The issue came with four separate covers -- since the
"sports industry is coming at us from all directions" --
featuring formally-dressed CURTIS MARTIN, ALLAN HOUSTON,
LINDSAY DAVENPORT and JOHN SMOLTZ. Among features from the
all-sports issue: Harvey Araton wrote on, "The New Rules Of
The Game: A Murderers' Row of Media Barons Is Stepping To
The Plate, Providing Sophisticated 24-Hour Sports Coverage
While Shunting Average Fans To The Television Sidelines.
But As The Money Piles up, So, Too, Do Worries About Fair
Competition, Loyalty And Fan Alienation." ALAN DEUTSCHMAN
profiled News. Corp. Chair RUPERT MURDOCH and his FOX SPORTS
NET, which Deutschman wrote "raises a variety of troubling
questions about the nexus of big sports and big media."
DAVID SAMUELS profiled agent SCOTT BORAS under the header,
"The Most Hated Man In Baseball." BUSTER OLNEY profiled a
meeting between Orioles Owner PETER ANGELOS and three
Orioles fans who had never met the team owner. Asked how to
curb salaries, Angelos said, "When owners get together, they
hope they can reach an understanding -- not collusion, but
an understanding -- that we've got to hold these levels
down. Then, when they go their separate ways, a great
player becomes available and all of that understanding and
careful consideration of expenditures goes out the window.

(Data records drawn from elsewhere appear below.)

//! The kernel half shared by every address space.
//!
//! Boot builds one template tree from the region table. New address spaces
//! copy the template's upper-half PML4 slots, so they all point at the same
//! PDPTs and see identical kernel mappings. Those shared tables are never
//! freed by a process.

use super::address::{PhysAddr, PhysFrame, VirtAddr, HUGE_PAGE_SIZE, PAGE_SIZE};
use super::pmm::FrameAllocator;
use super::vmm::{self, MapError};
use crate::config::{KernelRegion, KERNEL_HALF_START};

/// Template root for the kernel mappings; also the address space the
/// scheduler loops run in.
pub struct KernelMap {
    root: PhysFrame,
}

impl KernelMap {
    /// Map every region. The template is frozen afterwards; nothing maps
    /// into the kernel half once processes exist.
    pub fn build(regions: &[KernelRegion], frames: &dyn FrameAllocator) -> Result<Self, MapError> {
        let root = vmm::new_table(frames).ok_or(MapError::OutOfMemory)?;
        for region in regions {
            assert!(region.virt.is_kernel(), "kmap: region {} below the kernel half", region.name);
            Self::map_region(root, region, frames)?;
            klog::debug!(
                "kmap: {:<8} {} -> {} ({:#x} bytes)",
                region.name,
                region.virt,
                region.phys,
                region.size
            );
        }
        Ok(Self { root })
    }

    fn map_region(
        root: PhysFrame,
        region: &KernelRegion,
        frames: &dyn FrameAllocator,
    ) -> Result<(), MapError> {
        let mut virt = region.virt.page_align_down().as_u64();
        let mut phys = region.phys.page_align_down().as_u64();
        let end = region.virt.as_u64() + region.size;
        while virt < end {
            let remaining = end - virt;
            let huge = virt % HUGE_PAGE_SIZE == 0
                && phys % HUGE_PAGE_SIZE == 0
                && remaining >= HUGE_PAGE_SIZE;
            // SAFETY: the template is private to boot until `build` returns.
            let step = unsafe {
                if huge {
                    vmm::map_huge_page(
                        root,
                        VirtAddr::new(virt),
                        PhysAddr::new(phys),
                        region.flags,
                        frames,
                    )?;
                    HUGE_PAGE_SIZE
                } else {
                    vmm::map_page(
                        root,
                        VirtAddr::new(virt),
                        PhysFrame::from_start(PhysAddr::new(phys)),
                        region.flags,
                        frames,
                    )?;
                    PAGE_SIZE
                }
            };
            virt += step;
            phys += step;
        }
        Ok(())
    }

    pub fn root(&self) -> PhysFrame {
        self.root
    }

    /// Point the upper half of `root` at the shared kernel tables.
    pub fn install(&self, root: PhysFrame) {
        // SAFETY: the template's upper half is immutable after build, and
        // `root` belongs to the caller.
        let (template, target) = unsafe { (vmm::table_mut(self.root), vmm::table_mut(root)) };
        for slot in KERNEL_HALF_START..512 {
            target[slot] = template[slot];
        }
    }

    /// True when `root` carries exactly the template's kernel half.
    pub fn is_installed_in(&self, root: PhysFrame) -> bool {
        let (template, target) = unsafe { (vmm::table_mut(self.root), vmm::table_mut(root)) };
        (KERNEL_HALF_START..512).all(|slot| target[slot] == template[slot])
    }
}

#[cfg(test)]
mod tests {
    use super::*;
    use crate::config::{KernelLayout, PhysicalExtents, HHDM_BASE, KERNEL_TEXT_BASE};
    use crate::hosted::phys;
    use crate::memory::pmm::FreeList;
    use crate::memory::vmm::{translate, PageTableFlags};

    fn layout() -> KernelLayout {
        KernelLayout::standard(PhysicalExtents {
            phys_top: 8 * HUGE_PAGE_SIZE,
            kernel_text: PhysAddr::new(0x10_0000),
            kernel_data: PhysAddr::new(0x10_4000),
            kernel_end: PhysAddr::new(0x10_8000),
            io_window: 0x10_0000,
            mmio: (PhysAddr::new(0xFEE0_0000), PAGE_SIZE),
        })
    }

    #[test]
    fn regions_are_mapped_with_their_permissions() {
        let region = phys::reserve(64);
        let frames = unsafe { FreeList::new(region.start, region.end) };
        let kmap = KernelMap::build(&layout().regions, &frames).unwrap();

        let text = translate(kmap.root(), VirtAddr::new(KERNEL_TEXT_BASE + 8)).unwrap();
        assert_eq!(text.phys, PhysAddr::new(0x10_0008));
        assert!(!text.flags.contains(PageTableFlags::WRITABLE));
        assert!(!text.flags.contains(PageTableFlags::NO_EXECUTE));

        let ram = translate(kmap.root(), VirtAddr::new(HHDM_BASE + 0x30_0010)).unwrap();
        assert_eq!(ram.phys, PhysAddr::new(0x30_0010));
        assert!(ram.flags.contains(PageTableFlags::WRITABLE | PageTableFlags::NO_EXECUTE));

        let mmio = translate(kmap.root(), VirtAddr::new(HHDM_BASE + 0xFEE0_0020)).unwrap();
        assert!(mmio.flags.contains(PageTableFlags::NO_CACHE));
        assert!(translate(kmap.root(), VirtAddr::new(0x1000)).is_none());
    }

    #[test]
    fn install_shares_the_kernel_half() {
        let region = phys::reserve(64);
        let frames = unsafe { FreeList::new(region.start, region.end) };
        let kmap = KernelMap::build(&layout().regions, &frames).unwrap();
        let root = vmm::new_table(&frames).unwrap();
        assert!(!kmap.is_installed_in(root));
        kmap.install(root);
        assert!(kmap.is_installed_in(root));
        let a = translate(kmap.root(), VirtAddr::new(HHDM_BASE + 0x20_0000));
        let b = translate(root, VirtAddr::new(HHDM_BASE + 0x20_0000));
        assert_eq!(a, b);
    }
}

You've seen that happen with the Chicago White Sox, you've
seen that happen in Florida. ... There's an ego factor
there." In his profile of NBA Commissioner DAVID STERN, NBC
Sports Chair DICK EBERSOL said he speaks to Stern 300 days a
year. BRUCE SCHOENFELD wrote that the NBA is "widely adept
at shaping media coverage of its teams and players" and that
league employees "scour newspapers, monitoring the quotes of
players and executives, and they don't think twice about
punishing the messenger." The magazine's final piece had
MIKE RUBIN profiling ESPN (N.Y. TIMES MAGAZINE, 10/18).